__TRY IT__. Copy each line of the data below with the word "Copyright".

Segment Start: INFORMATION GIVEN

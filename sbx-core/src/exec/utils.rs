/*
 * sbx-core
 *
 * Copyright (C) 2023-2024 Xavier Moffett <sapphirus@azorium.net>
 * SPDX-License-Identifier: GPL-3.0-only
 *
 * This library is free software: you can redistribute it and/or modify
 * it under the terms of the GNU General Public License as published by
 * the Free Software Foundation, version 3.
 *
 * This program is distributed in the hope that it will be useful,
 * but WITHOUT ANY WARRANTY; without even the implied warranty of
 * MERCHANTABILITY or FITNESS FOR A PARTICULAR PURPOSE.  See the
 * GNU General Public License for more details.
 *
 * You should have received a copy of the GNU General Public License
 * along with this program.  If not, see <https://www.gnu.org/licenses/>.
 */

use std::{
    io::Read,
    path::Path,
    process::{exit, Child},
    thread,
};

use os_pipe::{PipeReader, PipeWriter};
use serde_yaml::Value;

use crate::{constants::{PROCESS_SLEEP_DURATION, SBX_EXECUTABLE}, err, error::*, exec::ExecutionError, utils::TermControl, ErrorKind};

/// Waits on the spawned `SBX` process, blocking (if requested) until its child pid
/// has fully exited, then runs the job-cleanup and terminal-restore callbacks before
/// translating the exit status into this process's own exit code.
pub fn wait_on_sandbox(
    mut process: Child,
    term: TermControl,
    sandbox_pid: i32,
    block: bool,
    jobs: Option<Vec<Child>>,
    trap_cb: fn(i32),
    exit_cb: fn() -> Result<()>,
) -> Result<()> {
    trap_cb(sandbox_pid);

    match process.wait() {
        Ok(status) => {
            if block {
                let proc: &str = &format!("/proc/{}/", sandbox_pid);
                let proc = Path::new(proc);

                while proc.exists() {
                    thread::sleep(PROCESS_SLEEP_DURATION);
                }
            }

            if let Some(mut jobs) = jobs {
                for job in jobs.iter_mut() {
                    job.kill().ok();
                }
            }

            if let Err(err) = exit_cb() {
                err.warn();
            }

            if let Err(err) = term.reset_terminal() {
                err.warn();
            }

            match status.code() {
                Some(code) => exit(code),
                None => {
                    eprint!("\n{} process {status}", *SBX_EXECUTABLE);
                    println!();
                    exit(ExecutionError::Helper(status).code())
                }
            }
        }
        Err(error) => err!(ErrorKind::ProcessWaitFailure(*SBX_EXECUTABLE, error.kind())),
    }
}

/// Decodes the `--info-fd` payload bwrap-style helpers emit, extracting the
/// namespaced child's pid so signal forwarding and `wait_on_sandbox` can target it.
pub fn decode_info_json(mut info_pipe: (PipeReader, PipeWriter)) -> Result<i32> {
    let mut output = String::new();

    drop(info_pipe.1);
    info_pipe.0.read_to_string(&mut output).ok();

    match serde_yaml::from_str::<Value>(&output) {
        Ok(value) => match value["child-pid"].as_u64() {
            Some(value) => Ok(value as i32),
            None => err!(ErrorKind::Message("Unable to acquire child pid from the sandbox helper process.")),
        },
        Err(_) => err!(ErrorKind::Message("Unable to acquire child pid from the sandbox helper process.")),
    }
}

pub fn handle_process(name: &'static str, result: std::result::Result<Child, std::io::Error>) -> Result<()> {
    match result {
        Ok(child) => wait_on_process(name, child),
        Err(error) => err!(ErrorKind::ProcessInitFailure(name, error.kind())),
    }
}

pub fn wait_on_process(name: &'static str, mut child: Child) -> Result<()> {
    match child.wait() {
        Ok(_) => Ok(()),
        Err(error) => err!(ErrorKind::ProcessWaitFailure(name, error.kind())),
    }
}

Segment End: INFORMATION GIVEN
Segment Start: INFORMATION GIVEN

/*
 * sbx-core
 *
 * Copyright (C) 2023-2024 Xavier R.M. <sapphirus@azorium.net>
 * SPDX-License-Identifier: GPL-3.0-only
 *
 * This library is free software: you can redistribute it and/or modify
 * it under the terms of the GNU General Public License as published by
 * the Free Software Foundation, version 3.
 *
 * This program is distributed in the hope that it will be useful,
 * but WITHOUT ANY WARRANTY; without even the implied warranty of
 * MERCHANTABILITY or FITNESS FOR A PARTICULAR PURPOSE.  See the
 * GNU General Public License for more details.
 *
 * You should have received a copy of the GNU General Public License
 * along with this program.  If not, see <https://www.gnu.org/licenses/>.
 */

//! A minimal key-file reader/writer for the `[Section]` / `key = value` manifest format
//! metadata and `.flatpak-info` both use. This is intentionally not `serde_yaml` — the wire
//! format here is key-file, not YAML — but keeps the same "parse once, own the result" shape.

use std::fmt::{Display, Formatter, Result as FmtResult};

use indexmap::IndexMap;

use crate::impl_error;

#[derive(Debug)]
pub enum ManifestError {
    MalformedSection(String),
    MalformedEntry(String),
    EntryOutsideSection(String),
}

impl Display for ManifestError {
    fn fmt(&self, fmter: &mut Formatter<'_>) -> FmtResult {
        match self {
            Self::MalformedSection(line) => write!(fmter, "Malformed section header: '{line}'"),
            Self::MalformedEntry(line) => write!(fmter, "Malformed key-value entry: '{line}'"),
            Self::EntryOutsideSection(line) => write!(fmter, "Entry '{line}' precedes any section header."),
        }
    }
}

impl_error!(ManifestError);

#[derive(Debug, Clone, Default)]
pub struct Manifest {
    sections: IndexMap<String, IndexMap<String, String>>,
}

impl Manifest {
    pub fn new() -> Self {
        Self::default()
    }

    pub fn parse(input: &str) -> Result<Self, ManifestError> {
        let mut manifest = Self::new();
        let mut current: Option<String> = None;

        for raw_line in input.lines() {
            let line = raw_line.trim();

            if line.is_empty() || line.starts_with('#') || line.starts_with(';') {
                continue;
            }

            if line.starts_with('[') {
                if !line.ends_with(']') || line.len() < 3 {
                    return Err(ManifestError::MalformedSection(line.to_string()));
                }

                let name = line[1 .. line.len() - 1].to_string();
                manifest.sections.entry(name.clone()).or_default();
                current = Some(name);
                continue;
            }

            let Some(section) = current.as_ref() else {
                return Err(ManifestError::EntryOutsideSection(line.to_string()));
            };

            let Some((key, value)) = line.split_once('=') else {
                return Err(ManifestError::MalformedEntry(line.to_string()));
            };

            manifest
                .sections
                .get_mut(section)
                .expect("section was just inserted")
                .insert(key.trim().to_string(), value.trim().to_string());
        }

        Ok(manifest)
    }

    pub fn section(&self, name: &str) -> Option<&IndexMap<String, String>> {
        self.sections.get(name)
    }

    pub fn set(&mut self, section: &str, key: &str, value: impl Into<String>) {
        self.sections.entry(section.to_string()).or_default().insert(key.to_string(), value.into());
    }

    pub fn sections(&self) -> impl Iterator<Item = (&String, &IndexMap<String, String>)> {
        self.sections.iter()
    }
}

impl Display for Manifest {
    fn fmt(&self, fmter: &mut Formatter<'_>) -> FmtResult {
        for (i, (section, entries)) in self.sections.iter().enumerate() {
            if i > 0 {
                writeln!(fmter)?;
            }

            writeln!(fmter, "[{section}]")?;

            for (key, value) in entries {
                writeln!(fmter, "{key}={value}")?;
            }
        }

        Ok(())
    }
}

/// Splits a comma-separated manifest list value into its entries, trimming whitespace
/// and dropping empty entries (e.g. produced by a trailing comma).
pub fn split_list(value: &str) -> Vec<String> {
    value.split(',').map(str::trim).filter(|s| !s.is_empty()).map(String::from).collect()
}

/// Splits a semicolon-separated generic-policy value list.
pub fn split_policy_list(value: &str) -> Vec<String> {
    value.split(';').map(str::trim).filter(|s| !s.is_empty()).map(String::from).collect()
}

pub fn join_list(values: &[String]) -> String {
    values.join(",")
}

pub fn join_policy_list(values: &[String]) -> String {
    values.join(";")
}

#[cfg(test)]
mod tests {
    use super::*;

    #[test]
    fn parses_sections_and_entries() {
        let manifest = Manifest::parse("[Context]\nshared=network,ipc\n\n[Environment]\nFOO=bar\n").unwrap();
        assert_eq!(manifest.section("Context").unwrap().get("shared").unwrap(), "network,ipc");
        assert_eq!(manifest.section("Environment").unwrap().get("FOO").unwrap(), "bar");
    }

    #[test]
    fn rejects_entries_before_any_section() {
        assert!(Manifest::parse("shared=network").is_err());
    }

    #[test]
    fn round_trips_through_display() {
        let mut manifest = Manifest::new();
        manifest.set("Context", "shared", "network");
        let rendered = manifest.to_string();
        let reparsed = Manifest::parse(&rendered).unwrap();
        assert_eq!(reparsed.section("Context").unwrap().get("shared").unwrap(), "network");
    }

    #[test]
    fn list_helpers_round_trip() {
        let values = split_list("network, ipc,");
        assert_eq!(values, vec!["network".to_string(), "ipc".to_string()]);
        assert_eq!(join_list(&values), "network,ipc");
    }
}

Segment End: INFORMATION GIVEN

__RESPONSE FOR THIS EXERCISE__.
 * Copyright (C) 2023-2024 Xavier Moffett <sapphirus@azorium.net>
 * Copyright (C) 2023-2024 Xavier R.M. <sapphirus@azorium.net>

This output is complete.